Our moms had been best friends since kindergarten. They got married on the same day, a double wedding. Both got pregnant on their wedding night. Ralph’s  birthday was August fifth, mine August eleventh. Next door neighbors, closer than any brothers.

As kids, we loved the war movies, especially the John Wayne ones. The Flying Tigers. They Were Expendable, Sands of Iwo Jima. 

But then came our war. Vietnam.  Jolene Frances’  brother came back missing an arm,  face burned up like sausage. Billy Hill didn’t come back at all.

We wore peace buttons, watched the news.

Born six days apart. My draft number was 324. Ralph’s was 11.
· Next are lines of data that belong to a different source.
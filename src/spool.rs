//! Ephemeral audio artifacts
//!
//! Synthesized replies are written to a spool directory, streamed to the
//! client, and removed when the response body is dropped. Names carry a
//! millisecond timestamp plus a random suffix so concurrent requests never
//! collide.

use std::path::{Path, PathBuf};
use std::pin::Pin;
use std::task::{Context, Poll};
use std::time::{SystemTime, UNIX_EPOCH};

use axum::body::Body;
use tokio::fs::File;
use tokio::io::{AsyncRead, ReadBuf};
use tokio_util::io::ReaderStream;

use crate::Result;

/// Shared namespace for ephemeral audio files
#[derive(Debug, Clone)]
pub struct SpoolDir {
    root: PathBuf,
}

impl SpoolDir {
    /// Open the spool directory, creating it if needed
    ///
    /// # Errors
    ///
    /// Returns an error if the directory cannot be created.
    pub fn new(root: impl Into<PathBuf>) -> Result<Self> {
        let root = root.into();
        std::fs::create_dir_all(&root)?;
        Ok(Self { root })
    }

    #[must_use]
    pub fn path(&self) -> &Path {
        &self.root
    }

    /// Write `bytes` to a fresh uniquely named file
    ///
    /// # Errors
    ///
    /// Returns an error if the file cannot be written.
    pub async fn write(&self, prefix: &str, extension: &str, bytes: &[u8]) -> Result<SpoolFile> {
        let path = self.root.join(unique_name(prefix, extension));
        tokio::fs::write(&path, bytes).await?;
        tracing::debug!(path = %path.display(), bytes = bytes.len(), "spooled audio artifact");
        Ok(SpoolFile { path })
    }
}

/// Millisecond timestamp plus a random suffix; the clock alone can collide
/// under concurrent requests
fn unique_name(prefix: &str, extension: &str) -> String {
    let millis = SystemTime::now().duration_since(UNIX_EPOCH).map_or(0, |d| d.as_millis());
    let suffix = uuid::Uuid::new_v4().simple();
    format!("{prefix}_{millis}_{suffix}.{extension}")
}

/// A spooled file, removed from disk when dropped
#[derive(Debug)]
pub struct SpoolFile {
    path: PathBuf,
}

impl SpoolFile {
    #[must_use]
    pub fn path(&self) -> &Path {
        &self.path
    }

    /// Turn the file into a streaming response body.
    ///
    /// The file is deleted when the body is dropped, whether it was fully
    /// sent, errored, or abandoned by a disconnecting client.
    ///
    /// # Errors
    ///
    /// Returns an error if the file cannot be opened for reading.
    pub async fn into_body(self) -> Result<Body> {
        let file = File::open(&self.path).await?;
        Ok(Body::from_stream(ReaderStream::new(SpoolReader { file, _guard: self })))
    }
}

impl Drop for SpoolFile {
    fn drop(&mut self) {
        if let Err(e) = std::fs::remove_file(&self.path) {
            if e.kind() != std::io::ErrorKind::NotFound {
                tracing::warn!(path = %self.path.display(), error = %e, "failed to remove spool file");
            }
        }
    }
}

/// File reader that keeps the delete-on-drop guard alive for the lifetime
/// of the response body
struct SpoolReader {
    file: File,
    _guard: SpoolFile,
}

impl AsyncRead for SpoolReader {
    fn poll_read(
        self: Pin<&mut Self>,
        cx: &mut Context<'_>,
        buf: &mut ReadBuf<'_>,
    ) -> Poll<std::io::Result<()>> {
        Pin::new(&mut self.get_mut().file).poll_read(cx, buf)
    }
}
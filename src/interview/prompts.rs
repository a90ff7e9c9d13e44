//! Fixed prompt and message texts for the interview
//!
//! These are spoken or sent verbatim; the greeting, clarification request,
//! and early-end message never go through the language model.

/// System persona for interview turns
pub const INTERVIEWER_PERSONA: &str = "You are a highly skilled interviewer for the Malaysian Student Initiative (MSI). Your persona is professional, warm, and insightful. Your main goal is to conduct a realistic and interactive mock scholarship interview. \
Your core behavior is '点到为止' (diǎn dào wéi zhǐ) - be interactive but always maintain control. \
You MAY answer simple, clarifying questions about the interview process, but you MUST deflect personal or opinion-based questions, always pivoting the focus back to the candidate. \
For example, if asked for your opinion, say 'That's an interesting question. For this interview, my focus is on understanding your perspective. What is it about that topic that you find compelling?' \
Your goal is to assess the candidate's background, chosen field, leadership, and character by asking probing follow-up questions to short answers and moving on after clear, detailed answers.";

/// System persona for the final evaluation, with the scoring rubric
pub const EVALUATION_PERSONA: &str = "You are a professional interview coach delivering a final verbal debrief. Speak like a real human coach: honest, direct, and helpful — not robotic or overly polished. \
Avoid markdown formatting, headings, or asterisks. Keep it conversational, clear, and grounded. \
Your feedback must be 100% based on the actual transcript. Do not make up or assume strengths that are not demonstrated. \
If the candidate didn’t answer a question, repeat themselves, or gave irrelevant responses, you must call that out clearly and reflect it in the score. \
Here’s how to structure your feedback: \
1. Start with the score using this exact format: 'Your overall score is [number] marks.' or 'I'd score that interview a [number] marks.' \
For example, say 'Your overall score is thirty-five marks.' Do not say 'slash' or 'over one hundred'.\
2. Then give your honest analysis: \
- For strengths: Only quote something meaningful the candidate actually said. \
- For weaknesses: Point out if they didn’t answer the question, gave off-topic or repetitive responses, or lacked structure. \
- If there were grammar or clarity issues that impacted professionalism or understanding, mention them directly. \
3. End with a single, punchy sentence of advice. Something like: 'Stay on topic and answer each question with purpose.' \
Scoring criteria: \
- 90–100: Strong, focused, well-articulated responses with clear examples and insights. \
- 70–89: Mostly good, but may lack detail or have minor clarity issues. \
- 50–69: Shows effort but lacks depth, structure, or clarity. May include vague answers or grammar issues. \
- 30–49: Weak communication, repeated off-topic answers, or poor structure. \
- 0–29: Failed to address the questions, gave irrelevant or incoherent answers.";

/// Opening prompt spoken at the start of every session
pub const GREETING: &str = "Hello! Welcome to the mock interview session with the Malaysian Student Initiative. \
To begin, could you please tell me a little bit about yourself and what field of study you are planning to pursue?";

/// Spoken when no usable speech was heard
pub const CLARIFICATION_REQUEST: &str =
    "I'm sorry, I couldn't hear you clearly. Could you please repeat that?";

/// Spoken when a summary is requested before any answer was given
pub const EARLY_END_FEEDBACK: &str = "It seems the interview ended before you had a chance to answer. \
Please try again to get personalized feedback. Best of luck!";
//! Conversation engine for the mock interview
//!
//! The server holds no session state: the client keeps the full conversation
//! history and sends it with every request. This module owns the interviewer
//! and evaluation personas, classifies each transcribed utterance, and
//! decides what reaches the language model.

mod engine;
pub mod prompts;

pub use engine::{InterviewEngine, TurnReply};

use serde::{Deserialize, Serialize};

/// Role of one conversation turn
#[derive(Debug, Clone, Copy, PartialEq, Eq, Serialize, Deserialize)]
#[serde(rename_all = "lowercase")]
pub enum Role {
    System,
    User,
    Assistant,
}

/// One role-tagged message in a conversation history
#[derive(Debug, Clone, PartialEq, Eq, Serialize, Deserialize)]
pub struct Turn {
    pub role: Role,
    pub content: String,
}

impl Turn {
    /// Create a system turn
    pub fn system(content: impl Into<String>) -> Self {
        Self { role: Role::System, content: content.into() }
    }

    /// Create a user turn
    pub fn user(content: impl Into<String>) -> Self {
        Self { role: Role::User, content: content.into() }
    }

    /// Create an assistant turn
    pub fn assistant(content: impl Into<String>) -> Self {
        Self { role: Role::Assistant, content: content.into() }
    }
}

/// Phrases the transcription backend produces for silence, breathing, or
/// background noise, matched after trimming and lowercasing
const JUNK_UTTERANCES: &[&str] = &[
    "you",
    "bye",
    "thank you",
    "thank you.",
    "thanks for watching",
    "thanks for watching.",
    "thank you for watching",
];

/// Classification of a transcribed utterance
#[derive(Debug, Clone, Copy, PartialEq, Eq)]
pub enum Utterance {
    /// No speech was detected
    Empty,
    /// A known artifact of transcribing silence or noise
    Junk,
    /// A real answer worth forwarding to the language model
    Substantive,
}

/// Classify a transcribed utterance
#[must_use]
pub fn classify(text: &str) -> Utterance {
    let normalized = text.trim().to_lowercase();
    if normalized.is_empty() {
        Utterance::Empty
    } else if JUNK_UTTERANCES.contains(&normalized.as_str()) {
        Utterance::Junk
    } else {
        Utterance::Substantive
    }
}

/// Interview phase, derived from the request shape; used for logging
#[derive(Debug, Clone, Copy, PartialEq, Eq)]
pub enum Phase {
    Greeting,
    AwaitingAnswer,
    Summary,
}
I told him I’d go with him to Canada. We would go to college in Montreal, become rock journalists. We didn’t tell our moms.
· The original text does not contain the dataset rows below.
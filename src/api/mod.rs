//! HTTP API server for the viva gateway

pub mod health;
pub mod interview;

use std::sync::Arc;

use axum::{Router, extract::DefaultBodyLimit};
use tokio::net::TcpListener;
use tower_http::cors::{Any, CorsLayer};
use tower_http::trace::TraceLayer;

use crate::Result;
use crate::config::Config;
use crate::interview::InterviewEngine;
use crate::llm::OpenAiChat;
use crate::spool::SpoolDir;
use crate::voice::{SpeechToText, Synthesizer};

/// Largest accepted request body; matches the transcription API's own
/// upload limit
const MAX_BODY_BYTES: usize = 25 * 1024 * 1024;

/// Shared state for API handlers
pub struct ApiState {
    pub config: Config,
    pub engine: InterviewEngine,
    pub stt: SpeechToText,
    pub synthesizer: Synthesizer,
    pub spool: SpoolDir,
}

impl ApiState {
    /// Build runtime state from configuration
    ///
    /// # Errors
    ///
    /// Returns an error if the completion client cannot be built or the
    /// spool directory cannot be created.
    pub fn from_config(config: Config) -> Result<Self> {
        let chat = Arc::new(OpenAiChat::new(&config.llm)?);
        let engine =
            InterviewEngine::new(chat, config.llm.turn_temperature, config.llm.summary_temperature);
        let stt = SpeechToText::new(config.stt.clone());
        let synthesizer = Synthesizer::from_config(&config.synth);
        let spool = SpoolDir::new(config.server.spool_dir.clone())?;

        Ok(Self { config, engine, stt, synthesizer, spool })
    }
}

/// Build the router with all routes and middleware
#[must_use]
pub fn router(state: Arc<ApiState>) -> Router {
    let cors = CorsLayer::new()
        .allow_origin(Any)
        .allow_methods(Any)
        .allow_headers(Any)
        .expose_headers([interview::CONVERSATION_DATA, interview::FEEDBACK_TEXT]);

    Router::new()
        .merge(interview::router(state.clone()))
        .merge(health::ready_router(state))
        .merge(health::router())
        .layer(DefaultBodyLimit::max(MAX_BODY_BYTES))
        .layer(cors)
        .layer(TraceLayer::new_for_http())
}

/// API server
pub struct ApiServer {
    state: Arc<ApiState>,
    port: u16,
}

impl ApiServer {
    #[must_use]
    pub fn new(state: Arc<ApiState>, port: u16) -> Self {
        Self { state, port }
    }

    /// Run the API server
    ///
    /// # Errors
    ///
    /// Returns error if server fails to bind or run
    pub async fn run(self) -> Result<()> {
        let addr = format!("0.0.0.0:{}", self.port);
        let listener = TcpListener::bind(&addr)
            .await
            .map_err(|e| crate::Error::Config(format!("failed to bind API server: {e}")))?;

        tracing::info!(port = self.port, "API server listening");

        axum::serve(listener, router(self.state))
            .await
            .map_err(|e| crate::Error::Config(format!("API server error: {e}")))?;

        Ok(())
    }

    /// Run the API server in a background task
    #[must_use]
    pub fn spawn(self) -> tokio::task::JoinHandle<Result<()>> {
        tokio::spawn(async move { self.run().await })
    }
}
But there at the border, Ralph changed  his mind.

We took the bus down to Fargo to join the Marines together.


What Pegman Saw


The Selective Service lottery drawing  was held on December 1, 1969. This event determined the order of call for induction for registrants born between January 1, 1944, and December 31, 1950. Those with low numbers would be called for immediate induction to the armed service with likely deployment to Vietnam. There were 366 blue plastic capsules containing birth dates placed in a large glass container and drawn by hand to assign  numbers to all men within the 18-26 age range. In 1968 and 1969 alone, more than 20,000 American troops died in Vietnam.


Add Yours
  1. Alicia Jamtaas

    I’m there! My boyfriend was 19, I was 16. His draft number was 27 (I think). He did come back….
    You relayed those times so well. So many young men were talking about going to Canada. How? When? Then time ran out.

  2. Lynn Love

    I know it was done to be as fair as possible, but deciding a man’s fate on a lottery seems too flippant for words. Wonderfully written, Josh. I now really want to know, after sharing so much, did they share the same fate in battle?

  3. J Hardy Carroll

    My assumption is the narrator survived and his friend did not. I didn’t want to so much as say that but rather imply it by a certain sadness in the writing. Thanks for reading

  4. rochellewisoff

    Dear Josh,

    I’m crestfallen as I read your answer to Lynn. I’d like to think the two came home together. But Ralph not coming back was well implied. Beautifully tragic and reminder of a time I remember all too well.



    • J Hardy Carroll

      I feel that in these times especially it’s crucial to weigh the costs of war instead of thinking John Wayne movies were real. Thanks for reading and contributing!

  5. Mike Fuller Author

    # 56. My senior year of college was ’72 to ’73. My 2S deferment would end in June. Two things happened that summer. Nixon pulled all the troops out and the draft ended. The war went on until ’75 but we sat it out. I still think about it but for once in my life the timing worked out. It didn’t for a lot of kids my age.

  6. Oliana

    Very moving story. I’m from Montreal and I do remember during my college days, walking downtown meeting several Americans, so young far from their family. Beautifully written.

  7. James

    I turned 18 in 1972. Although I didn’t know it at the time, if I’d been drafted, I wouldn’t have gone to Vietnam. A vet told me that decades later. That said, I did have a son who enlisted in the Marine Corps. Two deployments and he came back from both.

  8. Dahlia

    Appreciate the footnote without which i wouldnt have quite got the full picture. That said the story covers such a wide range of topics – I especially liked the contrast of the fascination with war movies and the real war. I loved the title of the story too – misleading with chilling implications.